**TASK STATEMENT:** Locate each line in the records containing "tagged". Copy it.

[Opening RECORDS TO USE section]

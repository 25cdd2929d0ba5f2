use float_cmp::assert_approx_eq;
use itertools::{assert_equal, Itertools};
use neurotype::{
    error::ModelError,
    model::ModelKind,
    parameters::NeuronParameters,
    params::network_params_from_yaml,
    population::create_populations,
    registry,
    signals::NeuronSignals,
    types::Real,
    views::{
        EifCondExpIsfaIstaParameters, EifCondExpIsfaIstaSignals, IfCondExpParameters,
        IfCondExpSignals, ModelParameters, ModelSignals, NullNeuronParameters, NullNeuronSignals,
        SpikeSourceArrayParameters, SpikeSourceArraySignals,
    },
};
use rand::{distributions::Uniform, prelude::Distribution, rngs::StdRng, SeedableRng};

const SCENARIO_YAML: &str = r#"
populations:
- model: SpikeSourceArray
  size: 100
  spike_times: [5.0, 12.5, 40.0]
  record: [spikes]
- model: IfCondExp
  size: 800
  parameters:
    tau_m: 10.0
    tau_refrac: 2.0
    v_thresh: -52.0
  record: [spikes, v]
- model: EifCondExpIsfaIsta
  size: 200
  parameters:
    a: 2.0
    b: 0.05
    delta_T: 1.5
  record: [gsyn_exc, gsyn_inh]
- model: Null
  size: 1
"#;

#[test]
fn if_cond_exp_scenario() {
    let descriptor = registry::if_cond_exp();
    assert_eq!(descriptor.parameter_count(), 11);
    assert_eq!(descriptor.signal_count(), 4);

    let mut params = IfCondExpParameters::new();
    params.set_tau_m(20.0);
    assert_eq!(params.tau_m(), 20.0);

    for (i, name) in descriptor.parameter_names().iter().enumerate() {
        if *name != "tau_m" {
            assert_eq!(params.get(i), Ok(descriptor.parameter_defaults()[i]));
        }
    }
}

#[test]
fn spike_source_array_scenario() {
    let params = SpikeSourceArrayParameters::from_spike_times(vec![1.0, 2.0, 3.0]);
    assert_eq!(params.len(), 3);
    assert_equal(params.spike_times().iter().copied(), [1.0, 2.0, 3.0]);

    let mut signals = SpikeSourceArraySignals::new();
    assert!(!signals.spikes());
    signals.record_spikes();
    assert!(signals.spikes());
}

#[test]
fn null_model_scenario() {
    let descriptor = registry::null_neuron();
    assert_eq!(descriptor.parameter_count(), 0);
    assert_eq!(descriptor.signal_count(), 0);
    assert_eq!(NullNeuronParameters::new().len(), 0);
    assert_eq!(NullNeuronSignals::new().len(), 0);
    assert!(ModelParameters::defaults(ModelKind::Null).store().is_empty());
}

#[test]
fn randomized_round_trip_for_every_parameter() {
    let mut rng = StdRng::seed_from_u64(0);
    let dist = Uniform::new(-100.0, 100.0);

    for kind in ModelKind::ALL {
        let descriptor = kind.descriptor();
        let mut params = ModelParameters::defaults(kind);

        for name in descriptor.parameter_names() {
            let value: Real = dist.sample(&mut rng);
            params.set(name, value).unwrap();
            assert_eq!(params.get(name), Ok(value));
            assert_eq!(
                params.store().get(descriptor.parameter_index(name).unwrap()),
                Ok(value)
            );
        }
    }
}

#[test]
fn typed_accessors_agree_with_name_resolution() {
    let mut params = EifCondExpIsfaIstaParameters::new();
    params
        .set_cm(0.2)
        .set_tau_m(10.0)
        .set_tau_syn_e(3.0)
        .set_tau_syn_i(6.0)
        .set_tau_refrac(1.0)
        .set_tau_w(120.0)
        .set_v_rest(-70.0)
        .set_v_thresh(-50.0)
        .set_v_reset(-72.0)
        .set_e_rev_e(5.0)
        .set_e_rev_i(-85.0)
        .set_i_offset(0.1)
        .set_a(3.0)
        .set_b(0.07)
        .set_delta_t(2.5);

    let tagged = ModelParameters::EifCondExpIsfaIsta(params.clone());
    assert_eq!(tagged.descriptor().name(), "EifCondExpIsfaIsta");

    for (name, value) in [
        ("cm", params.cm()),
        ("tau_m", params.tau_m()),
        ("tau_syn_E", params.tau_syn_e()),
        ("tau_syn_I", params.tau_syn_i()),
        ("tau_refrac", params.tau_refrac()),
        ("tau_w", params.tau_w()),
        ("v_rest", params.v_rest()),
        ("v_thresh", params.v_thresh()),
        ("v_reset", params.v_reset()),
        ("e_rev_E", params.e_rev_e()),
        ("e_rev_I", params.e_rev_i()),
        ("i_offset", params.i_offset()),
        ("a", params.a()),
        ("b", params.b()),
        ("delta_T", params.delta_t()),
    ] {
        assert_eq!(tagged.get(name), Ok(value));
    }

    assert_approx_eq!(f64, params.b() as f64, 0.07, epsilon = 1e-6);
}

#[test]
fn signal_views_default_off_and_record() {
    let mut signals = IfCondExpSignals::new();
    assert!(signals.iter().all(|recorded| !recorded));
    signals.record_v();
    assert!(signals.v());

    let mut signals = EifCondExpIsfaIstaSignals::new();
    signals.record_spikes().record_gsyn_exc().set_gsyn_exc(false);
    assert!(signals.spikes());
    assert!(!signals.gsyn_exc());

    for kind in ModelKind::ALL {
        let mut signals = ModelSignals::new(kind);
        for name in kind.descriptor().signal_names() {
            assert_eq!(signals.is_recorded(name), Ok(false));
            signals.record(name).unwrap();
            assert_eq!(signals.is_recorded(name), Ok(true));
        }
    }
}

#[test]
fn out_of_range_access() {
    let n = 5;
    let mut params = NeuronParameters::from_values(vec![0.0; n]);
    let mut signals = NeuronSignals::with_count(n);

    for i in 0..n {
        assert!(params.set(i, i as Real).is_ok());
        assert!(signals.set(i, true).is_ok());
    }

    for i in n..n + 3 {
        assert_eq!(params.get(i), Err(ModelError::OutOfRange { index: i, len: n }));
        assert_eq!(signals.get(i), Err(ModelError::OutOfRange { index: i, len: n }));
    }
}

#[test]
fn unknown_names() {
    for descriptor in registry::all() {
        assert_eq!(
            descriptor.parameter_index("not_a_parameter"),
            Err(ModelError::NameNotFound {
                kind: "parameter",
                name: "not_a_parameter".to_string()
            })
        );
        assert!(descriptor.signal_index("not_a_signal").is_err());
    }
}

#[test]
fn registry_is_shared() {
    let first = registry::if_cond_exp();
    let second = registry::if_cond_exp();
    assert!(std::ptr::eq(first, second));
    assert_eq!(first.type_id(), second.type_id());
    assert_eq!(first.name(), second.name());
    assert_eq!(first.parameter_names(), second.parameter_names());
    assert_eq!(first.signal_units(), second.signal_units());
}

#[test]
fn scenario_network() {
    let params = network_params_from_yaml(SCENARIO_YAML).unwrap();
    let populations = create_populations(&params).unwrap();

    assert_equal(
        populations.iter().map(|population| population.kind()),
        [
            ModelKind::SpikeSourceArray,
            ModelKind::IfCondExp,
            ModelKind::EifCondExpIsfaIsta,
            ModelKind::Null,
        ],
    );
    assert_eq!(
        populations
            .iter()
            .map(|population| population.size())
            .sum::<usize>(),
        1101
    );

    let source = populations[0]
        .parameters_for(ModelKind::SpikeSourceArray)
        .unwrap();
    assert_equal(source.iter().copied(), [5.0, 12.5, 40.0]);

    let excitatory = &populations[1];
    assert_eq!(excitatory.parameters().get("tau_refrac"), Ok(2.0));
    assert_eq!(excitatory.parameters().get("cm"), Ok(1.0));
    assert_eq!(
        excitatory.signals().recorded_names().collect_vec(),
        vec!["spikes", "v"]
    );

    let adaptive = &populations[2];
    assert_eq!(adaptive.parameters().get("delta_T"), Ok(1.5));
    assert_eq!(
        adaptive
            .signals_for(ModelKind::EifCondExpIsfaIsta)
            .unwrap()
            .iter()
            .copied()
            .collect_vec(),
        vec![false, false, true, true]
    );
}

#[test]
fn schema_serialization() {
    let json = serde_json::to_value(registry::all()).unwrap();
    let models = json.as_array().unwrap();
    assert_eq!(models.len(), 4);

    let if_cond_exp = &models[2];
    assert_eq!(if_cond_exp["name"], "IfCondExp");
    assert_eq!(if_cond_exp["type_id"], 1);
    assert_eq!(if_cond_exp["parameter_names"][1], "tau_m");
    assert_eq!(if_cond_exp["signal_units"][2], "uS");
    assert_eq!(if_cond_exp["conductance_based"], true);
    assert_eq!(if_cond_exp["spike_source"], false);
}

[Closing RECORDS TO USE section]

**SOLVED PROBLEM:**
    let tagged = ModelParameters::EifCondExpIsfaIsta(params.clone());
    assert_eq!(tagged.descriptor().name(), "EifCondExpIsfaIsta");
        assert_eq!(tagged.get(name), Ok(value));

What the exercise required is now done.